Increasing evidence suggests a strong interplay between autophagy and genomic
stability. Recently, several papers have demonstrated a molecular connection between
the DNA Damage Response (DDR) and autophagy and have explored how this link
influences cell fate and the choice between apoptosis and senescence in response to
different stimuli. The aberrant deregulation of this interplay is linked to the development
of pathologies, including cancer and neurodegeneration. Ataxia-telangiectasia mutated
kinase (ATM) is the product of a gene that is lost in Ataxia-Telangiectasia (A-T),
a rare genetic disorder characterized by ataxia and cerebellar neurodegeneration,
defects in the immune response, higher incidence of lymphoma development, and
premature aging. Importantly, ATM kinase plays a central role in the DDR, and it can
finely tune the balance between senescence and apoptosis: activated ATM promotes
autophagy and in particular sustains the lysosomal-mitochondrial axis, which in turn
promotes senescence and inhibits apoptosis.

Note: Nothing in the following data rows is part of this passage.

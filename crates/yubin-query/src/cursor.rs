// SPDX-License-Identifier: Apache-2.0

use base64::engine::general_purpose::URL_SAFE_NO_PAD;
use base64::Engine;
use hmac::{Hmac, Mac};
use serde::{Deserialize, Serialize};
use sha2::Sha256;
use yubin_core::canonical;
use yubin_model::RecordFamily;

type HmacSha256 = Hmac<Sha256>;
const CURSOR_VERSION_V1: &str = "v1";
const MAX_CURSOR_DEPTH: u32 = 10_000;
const MAX_CURSOR_TOKEN_LEN: usize = 512;

#[derive(Debug, Clone, Copy, PartialEq, Eq)]
#[non_exhaustive]
pub enum CursorErrorCode {
    InvalidFormat,
    UnsupportedVersion,
    InvalidSignature,
    InvalidPayload,
    FamilyMismatch,
    QueryHashMismatch,
}

#[derive(Debug, Clone, PartialEq, Eq)]
pub struct CursorError {
    pub code: CursorErrorCode,
    pub message: String,
}

impl CursorError {
    #[must_use]
    pub fn new(code: CursorErrorCode, message: impl Into<String>) -> Self {
        Self {
            code,
            message: message.into(),
        }
    }
}

impl std::fmt::Display for CursorError {
    fn fmt(&self, f: &mut std::fmt::Formatter<'_>) -> std::fmt::Result {
        write!(f, "{:?}: {}", self.code, self.message)
    }
}

impl std::error::Error for CursorError {}

/// Keyset position: the next page starts after `last_id`.
#[derive(Debug, Clone, Serialize, Deserialize, PartialEq, Eq)]
pub struct CursorPayload {
    pub cursor_version: String,
    pub family: RecordFamily,
    pub query_hash: String,
    pub last_id: u64,
    #[serde(default)]
    pub depth: u32,
}

impl CursorPayload {
    #[must_use]
    pub fn new(family: RecordFamily, query_hash: String, last_id: u64, depth: u32) -> Self {
        Self {
            cursor_version: CURSOR_VERSION_V1.to_string(),
            family,
            query_hash,
            last_id,
            depth,
        }
    }
}

fn mac_for(secret: &[u8], payload_part: &str) -> Result<HmacSha256, CursorError> {
    let mut mac = HmacSha256::new_from_slice(secret)
        .map_err(|e| CursorError::new(CursorErrorCode::InvalidPayload, e.to_string()))?;
    mac.update(payload_part.as_bytes());
    Ok(mac)
}

/// `v1.<base64 canonical json>.<base64 hmac-sha256>`
pub fn encode_cursor(payload: &CursorPayload, secret: &[u8]) -> Result<String, CursorError> {
    let payload_part = canonical::encode_cursor_payload(payload)
        .map_err(|e| CursorError::new(CursorErrorCode::InvalidPayload, e.to_string()))?;
    let sig = mac_for(secret, &payload_part)?.finalize().into_bytes();
    Ok(format!(
        "{CURSOR_VERSION_V1}.{payload_part}.{}",
        URL_SAFE_NO_PAD.encode(sig)
    ))
}

pub fn decode_cursor(
    token: &str,
    secret: &[u8],
    expected_family: RecordFamily,
    expected_hash: &str,
) -> Result<CursorPayload, CursorError> {
    if token.len() > MAX_CURSOR_TOKEN_LEN {
        return Err(CursorError::new(
            CursorErrorCode::InvalidFormat,
            "cursor exceeds max length",
        ));
    }
    let (payload_part, sig_part) = match token.split('.').collect::<Vec<_>>().as_slice() {
        [version, payload, sig] if *version == CURSOR_VERSION_V1 => (*payload, *sig),
        [version, _, _] => {
            return Err(CursorError::new(
                CursorErrorCode::UnsupportedVersion,
                format!("unsupported cursor version: {version}"),
            ))
        }
        _ => {
            return Err(CursorError::new(
                CursorErrorCode::InvalidFormat,
                "invalid cursor format",
            ))
        }
    };
    let expected = URL_SAFE_NO_PAD
        .decode(sig_part)
        .map_err(|e| CursorError::new(CursorErrorCode::InvalidFormat, e.to_string()))?;
    mac_for(secret, payload_part)?
        .verify_slice(&expected)
        .map_err(|_| {
            CursorError::new(
                CursorErrorCode::InvalidSignature,
                "cursor signature mismatch",
            )
        })?;
    let payload: CursorPayload = canonical::decode_cursor_payload(payload_part)
        .map_err(|e| CursorError::new(CursorErrorCode::InvalidPayload, e))?;

    if payload.cursor_version != CURSOR_VERSION_V1 {
        return Err(CursorError::new(
            CursorErrorCode::UnsupportedVersion,
            "cursor version unsupported",
        ));
    }
    if payload.family != expected_family {
        return Err(CursorError::new(
            CursorErrorCode::FamilyMismatch,
            format!("cursor was issued for {}", payload.family),
        ));
    }
    if payload.query_hash != expected_hash {
        return Err(CursorError::new(
            CursorErrorCode::QueryHashMismatch,
            "cursor query hash mismatch",
        ));
    }
    if payload.depth > MAX_CURSOR_DEPTH {
        return Err(CursorError::new(
            CursorErrorCode::InvalidPayload,
            "cursor depth exceeds max",
        ));
    }
    Ok(payload)
}
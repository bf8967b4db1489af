// SPDX-License-Identifier: Apache-2.0

use std::collections::BTreeSet;
use std::fs;
use std::io::{BufRead, BufReader, Write};
use std::path::Path;

use serde::{Deserialize, Serialize};
use yubin_core::canonical;
use yubin_model::{AddressRow, RecordFamily};

use crate::IngestError;

pub const NORMALIZED_SCHEMA_VERSION: u64 = 1;

#[derive(Debug, Clone, Serialize, Deserialize)]
#[serde(deny_unknown_fields)]
struct NormalizedRecord {
    schema_version: u64,
    family: RecordFamily,
    /// Content address: stable across runs even when ids shift.
    record_id: String,
    zipcode: String,
    payload: serde_json::Value,
}

#[derive(Debug, Clone, Copy, PartialEq, Eq, Serialize, Deserialize, Default)]
pub struct ReplayCounts {
    pub rows: u64,
    pub distinct_zipcodes: u64,
}

fn record_id(family: RecordFamily, zipcode: &str, payload: &serde_json::Value) -> Result<String, IngestError> {
    let mut content = payload.clone();
    if let Some(obj) = content.as_object_mut() {
        obj.remove("id");
    }
    let hash = canonical::stable_json_hash_hex(&content).map_err(IngestError::serialization)?;
    Ok(format!("{family}:{zipcode}:{}", &hash[..16]))
}

/// One canonical JSON line per final row, in id order, zstd-compressed.
pub fn write_normalized_jsonl_zst<A: AddressRow>(
    out_path: &Path,
    family: RecordFamily,
    rows: &[A],
) -> Result<(), IngestError> {
    if let Some(parent) = out_path.parent().filter(|p| !p.as_os_str().is_empty()) {
        fs::create_dir_all(parent).map_err(IngestError::io)?;
    }
    let file = fs::File::create(out_path).map_err(IngestError::io)?;
    let mut encoder = zstd::stream::write::Encoder::new(file, 3).map_err(IngestError::io)?;
    for row in rows {
        let payload = serde_json::to_value(row).map_err(IngestError::serialization)?;
        let item = NormalizedRecord {
            schema_version: NORMALIZED_SCHEMA_VERSION,
            family,
            record_id: record_id(family, row.zipcode(), &payload)?,
            zipcode: row.zipcode().to_string(),
            payload,
        };
        let mut line = canonical::stable_json_bytes(&item).map_err(IngestError::serialization)?;
        line.push(b'\n');
        encoder.write_all(&line).map_err(IngestError::io)?;
    }
    encoder.finish().map_err(IngestError::io)?;
    Ok(())
}

fn read_normalized(path: &Path) -> Result<Vec<NormalizedRecord>, IngestError> {
    let file = fs::File::open(path).map_err(IngestError::io)?;
    let decoder = zstd::stream::read::Decoder::new(file).map_err(IngestError::io)?;
    let mut out = Vec::new();
    for line in BufReader::new(decoder).lines() {
        let line = line.map_err(IngestError::io)?;
        if line.trim().is_empty() {
            continue;
        }
        let rec: NormalizedRecord =
            serde_json::from_str(&line).map_err(IngestError::serialization)?;
        if rec.schema_version != NORMALIZED_SCHEMA_VERSION {
            return Err(IngestError::format(format!(
                "normalized schema version mismatch: expected {NORMALIZED_SCHEMA_VERSION}, got {}",
                rec.schema_version
            )));
        }
        out.push(rec);
    }
    Ok(out)
}

pub fn replay_counts_from_normalized(path: &Path) -> Result<ReplayCounts, IngestError> {
    let records = read_normalized(path)?;
    let zipcodes: BTreeSet<&str> = records.iter().map(|r| r.zipcode.as_str()).collect();
    Ok(ReplayCounts {
        rows: records.len() as u64,
        distinct_zipcodes: zipcodes.len() as u64,
    })
}

/// Record ids present only in `base` (removed) and only in `target` (added).
pub fn diff_normalized_record_ids(
    base_path: &Path,
    target_path: &Path,
) -> Result<(Vec<String>, Vec<String>), IngestError> {
    let ids = |path: &Path| -> Result<BTreeSet<String>, IngestError> {
        Ok(read_normalized(path)?
            .into_iter()
            .map(|r| r.record_id)
            .collect())
    };
    let base = ids(base_path)?;
    let target = ids(target_path)?;
    let removed = base.difference(&target).cloned().collect();
    let added = target.difference(&base).cloned().collect();
    Ok((removed, added))
}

Therefore, ATM is the key factor that
enables cells to escape apoptosis by entering senescence through modulation of
autophagy. Importantly, unlike apoptotic cells, senescent cells are viable and have the
ability to secrete proinflammatory and mitogenic factors, thus influencing the cellular
environment. In this review we aim to summarize recent advances in the understanding
of molecular mechanisms linking DDR and autophagy to senescence, pointing out the
role of ATM kinase in these cellular responses. The significance of this regulation in the
pathogenesis of Ataxia-Telangiectasia will be discussed.